#### DATA EXCERPTS
//! End-to-end provisioning tests against a temporary guest layout

use devstack_bootstrap::runner::mock::RecordingRunner;
use devstack_bootstrap::state::{RunState, StatusFile};
use devstack_bootstrap::{BootstrapConfig, ProvisionError, Provisioner};
use std::fs;
use std::path::Path;
use tempfile::TempDir;

/// Guest with a cue checkout in the home directory
struct Guest {
    temp: TempDir,
    config: BootstrapConfig,
}

impl Guest {
    fn new() -> Self {
        let temp = TempDir::new().unwrap();
        let home = temp.path().join("home");
        let stack = temp.path().join("stack");

        let cue = home.join("cue");
        fs::create_dir_all(cue.join("devstack/lib")).unwrap();
        fs::create_dir_all(cue.join(".tox/py27")).unwrap();
        fs::create_dir_all(&stack).unwrap();
        fs::write(cue.join("setup.py"), "setup()").unwrap();
        fs::write(cue.join("devstack/local.conf"), "[[local|localrc]]\n").unwrap();
        fs::write(cue.join("devstack/local.sh"), "#!/bin/bash\n").unwrap();
        fs::write(cue.join("devstack/lib/cue"), "# cue plugin\n").unwrap();
        fs::write(cue.join(".tox/py27/junk"), "junk").unwrap();

        let mut config = BootstrapConfig::default();
        config.guest.home = Some(home.to_string_lossy().into_owned());
        config.guest.stack_dir = stack.to_string_lossy().into_owned();
        config.guest.sudo = false;

        Self { temp, config }
    }

    fn home(&self) -> std::path::PathBuf {
        self.temp.path().join("home")
    }

    fn stack(&self) -> std::path::PathBuf {
        self.temp.path().join("stack")
    }

    fn provisioner<'a>(&'a self, runner: &'a RecordingRunner) -> Provisioner<'a> {
        Provisioner::new(&self.config, runner)
            .with_launcher("/usr/local/bin/devstack-bootstrap", "/etc/devstack-bootstrap")
    }
}

fn git_commands(runner: &RecordingRunner) -> Vec<String> {
    runner
        .command_lines()
        .into_iter()
        .filter(|c| c.starts_with("git "))
        .collect()
}

fn is_executable(path: &Path) -> bool {
    #[cfg(unix)]
    {
        use std::os::unix::fs::PermissionsExt;
        fs::metadata(path).unwrap().permissions().mode() & 0o111 != 0
    }
    #[cfg(not(unix))]
    {
        path.exists()
    }
}

#[tokio::test]
async fn test_fresh_provision() {
    let guest = Guest::new();
    let runner = RecordingRunner::new().with_simulated_clones();

    let report = guest.provisioner(&runner).provision().await.unwrap();

    assert_eq!(report.package_manager, Some("apt-get"));
    let lines = runner.command_lines();
    assert_eq!(lines[0], "apt-get -qqy update");
    assert!(lines[1].starts_with("apt-get install -qqy git build-essential"));

    // devstack and rally are cloned
    assert_eq!(git_commands(&runner).len(), 2);
    assert_eq!(report.cloned.len(), 2);
    assert!(guest.home().join("devstack").is_dir());

    // refresh launcher
    let launcher = guest.home().join("bin/refresh_devstack.sh");
    assert!(is_executable(&launcher));
    assert!(fs::read_to_string(&launcher).unwrap().contains("refresh --config-dir /etc/devstack-bootstrap"));

    // aliases
    let aliases = fs::read_to_string(guest.home().join(".bash_aliases")).unwrap();
    assert!(aliases.contains(&format!("alias refresh_devstack=\"{}\"", launcher.display())));
    assert!(aliases.contains("alias delete_clusters="));

    // sources synced without work directories
    assert!(guest.stack().join("cue/setup.py").exists());
    assert!(!guest.stack().join("cue/.tox").exists());

    // samples and plugin links
    assert_eq!(report.samples_installed, 2);
    assert!(guest.home().join("devstack/local.conf").exists());
    assert!(guest.home().join("devstack/local.sh").exists());
    assert_eq!(report.links_created, 1);

    #[cfg(unix)]
    assert_eq!(
        fs::read_link(guest.home().join("devstack/lib/cue")).unwrap(),
        guest.stack().join("cue/devstack/lib/cue")
    );

    let status = StatusFile::new(guest.home().join(".devstack-bootstrap/status.json"))
        .read()
        .await
        .unwrap();
    assert_eq!(status.status, RunState::Done);
    assert_eq!(status.completed_steps.len(), 9);
}

#[tokio::test]
async fn test_provision_twice_is_idempotent() {
    let guest = Guest::new();
    let runner = RecordingRunner::new().with_simulated_clones();

    guest.provisioner(&runner).provision().await.unwrap();

    let local_conf = guest.home().join("devstack/local.conf");
    fs::write(&local_conf, "edited by operator").unwrap();
    let aliases_before = fs::read_to_string(guest.home().join(".bash_aliases")).unwrap();

    let report = guest.provisioner(&runner).provision().await.unwrap();

    assert!(report.cloned.is_empty());
    assert_eq!(git_commands(&runner).len(), 2);
    assert_eq!(report.samples_installed, 0);
    assert_eq!(report.links_created, 0);
    assert_eq!(report.aliases_added, 0);
    assert_eq!(fs::read_to_string(&local_conf).unwrap(), "edited by operator");
    assert_eq!(
        fs::read_to_string(guest.home().join(".bash_aliases")).unwrap(),
        aliases_before
    );
    assert!(!report.resumed_interrupted);
}

#[tokio::test]
async fn test_falls_back_to_yum() {
    let guest = Guest::new();
    let runner = RecordingRunner::new()
        .with_missing("apt-get")
        .with_simulated_clones();

    let report = guest.provisioner(&runner).provision().await.unwrap();

    assert_eq!(report.package_manager, Some("yum"));
    assert!(runner.command_lines().iter().any(|c| c.starts_with("yum install -q -y git gcc")));
}

#[tokio::test]
async fn test_no_package_manager_aborts() {
    let guest = Guest::new();
    let runner = RecordingRunner::new()
        .with_missing("apt-get")
        .with_missing("yum");

    let err = guest.provisioner(&runner).provision().await.unwrap_err();
    assert!(matches!(err, ProvisionError::NoPackageManager { .. }));

    // nothing after the package step ran
    assert!(git_commands(&runner).is_empty());
    assert!(!guest.home().join("bin").exists());

    let status = StatusFile::new(guest.home().join(".devstack-bootstrap/status.json"))
        .read()
        .await
        .unwrap();
    assert_eq!(status.status, RunState::Failed);
    assert!(status.completed_steps.is_empty());
}

#[tokio::test]
async fn test_refresh_keeps_existing_plugin_file() {
    let guest = Guest::new();
    let lib = guest.home().join("devstack/lib");
    fs::create_dir_all(&lib).unwrap();
    fs::write(lib.join("cue"), "local override").unwrap();

    let runner = RecordingRunner::new();
    let report = guest.provisioner(&runner).refresh().await.unwrap();

    assert_eq!(report.links_created, 0);
    assert_eq!(fs::read_to_string(lib.join("cue")).unwrap(), "local override");
    // refresh never launches commands
    assert!(runner.commands().is_empty());
}

#[tokio::test]
async fn test_refresh_syncs_present_siblings_only() {
    let guest = Guest::new();
    let client = guest.home().join("python-cueclient");
    fs::create_dir_all(client.join("contrib/vagrant")).unwrap();
    fs::write(client.join("contrib/vagrant/Vagrantfile"), "vm").unwrap();
    fs::write(client.join("contrib/README"), "docs").unwrap();
    fs::write(client.join("setup.py"), "setup()").unwrap();

    let runner = RecordingRunner::new();
    let report = guest.provisioner(&runner).refresh().await.unwrap();

    let names: Vec<&str> = report.synced.iter().map(|(n, _)| n.as_str()).collect();
    assert_eq!(names, vec!["cue", "python-cueclient"]);

    let synced = guest.stack().join("python-cueclient");
    assert!(synced.join("setup.py").exists());
    assert!(synced.join("contrib/README").exists());
    assert!(!synced.join("contrib/vagrant").exists());
    assert!(!guest.stack().join("cue-dashboard").exists());
}

#[tokio::test]
async fn test_refresh_without_project_fails() {
    let guest = Guest::new();
    fs::remove_dir_all(guest.home().join("cue")).unwrap();

    let runner = RecordingRunner::new();
    let err = guest.provisioner(&runner).refresh().await.unwrap_err();
    assert!(matches!(err, ProvisionError::Step { .. }));
}

#[tokio::test]
async fn test_install_devstack_runs_stack_sh() {
    let mut guest = Guest::new();
    guest.config.install_devstack = true;
    guest.config.install_rally = false;

    let devstack = guest.home().join("devstack");
    fs::create_dir_all(&devstack).unwrap();
    fs::write(devstack.join("stack.sh"), "#!/bin/bash\n").unwrap();

    let runner = RecordingRunner::new();
    guest.provisioner(&runner).provision().await.unwrap();

    let commands = runner.commands();
    let last = commands.last().unwrap();
    assert_eq!(last.program, "./stack.sh");
    assert_eq!(last.cwd.as_deref(), Some(devstack.as_path()));
    assert!(git_commands(&runner).is_empty());
}

#[tokio::test]
async fn test_gitconfig_written() {
    let mut guest = Guest::new();
    guest.config.guest.gitconfig = Some("[user]\n\tname = Dev\n".to_string());

    let runner = RecordingRunner::new().with_simulated_clones();
    guest.provisioner(&runner).provision().await.unwrap();

    assert_eq!(
        fs::read_to_string(guest.home().join(".gitconfig")).unwrap(),
        "[user]\n\tname = Dev\n"
    );
}

#[tokio::test]
async fn test_refresh_recovers_from_truncated_status() {
    let guest = Guest::new();
    let runner = RecordingRunner::new();
    let provisioner = guest.provisioner(&runner);

    // a run killed while writing its status record
    let status_path = provisioner.paths().status_file();
    fs::create_dir_all(status_path.parent().unwrap()).unwrap();
    fs::write(&status_path, "{\n  \"status\": \"runn").unwrap();

    let report = provisioner.refresh().await.unwrap();
    assert!(report.resumed_interrupted);

    let status = StatusFile::new(&status_path).read().await.unwrap();
    assert_eq!(status.status, RunState::Done);
    assert!(!status_path.with_file_name(".status.json.tmp").exists());
}

#[tokio::test]
async fn test_launcher_uses_absolute_config_dir() {
    let guest = Guest::new();
    let runner = RecordingRunner::new().with_simulated_clones();

    Provisioner::new(&guest.config, &runner)
        .with_launcher("/usr/local/bin/devstack-bootstrap", "conf")
        .provision()
        .await
        .unwrap();

    let expected = std::env::current_dir().unwrap().join("conf");
    let launcher = fs::read_to_string(guest.home().join("bin/refresh_devstack.sh")).unwrap();
    assert!(launcher.contains(&expected.display().to_string()));
    assert!(!launcher.contains("--config-dir conf"));
}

#### WHAT IS NEEDED
Find all lines in the records that hold the word "matches". Copy them.

#### WORKED SOLUTION
    assert!(matches!(err, ProvisionError::NoPackageManager { .. }));
    assert!(matches!(err, ProvisionError::Step { .. }));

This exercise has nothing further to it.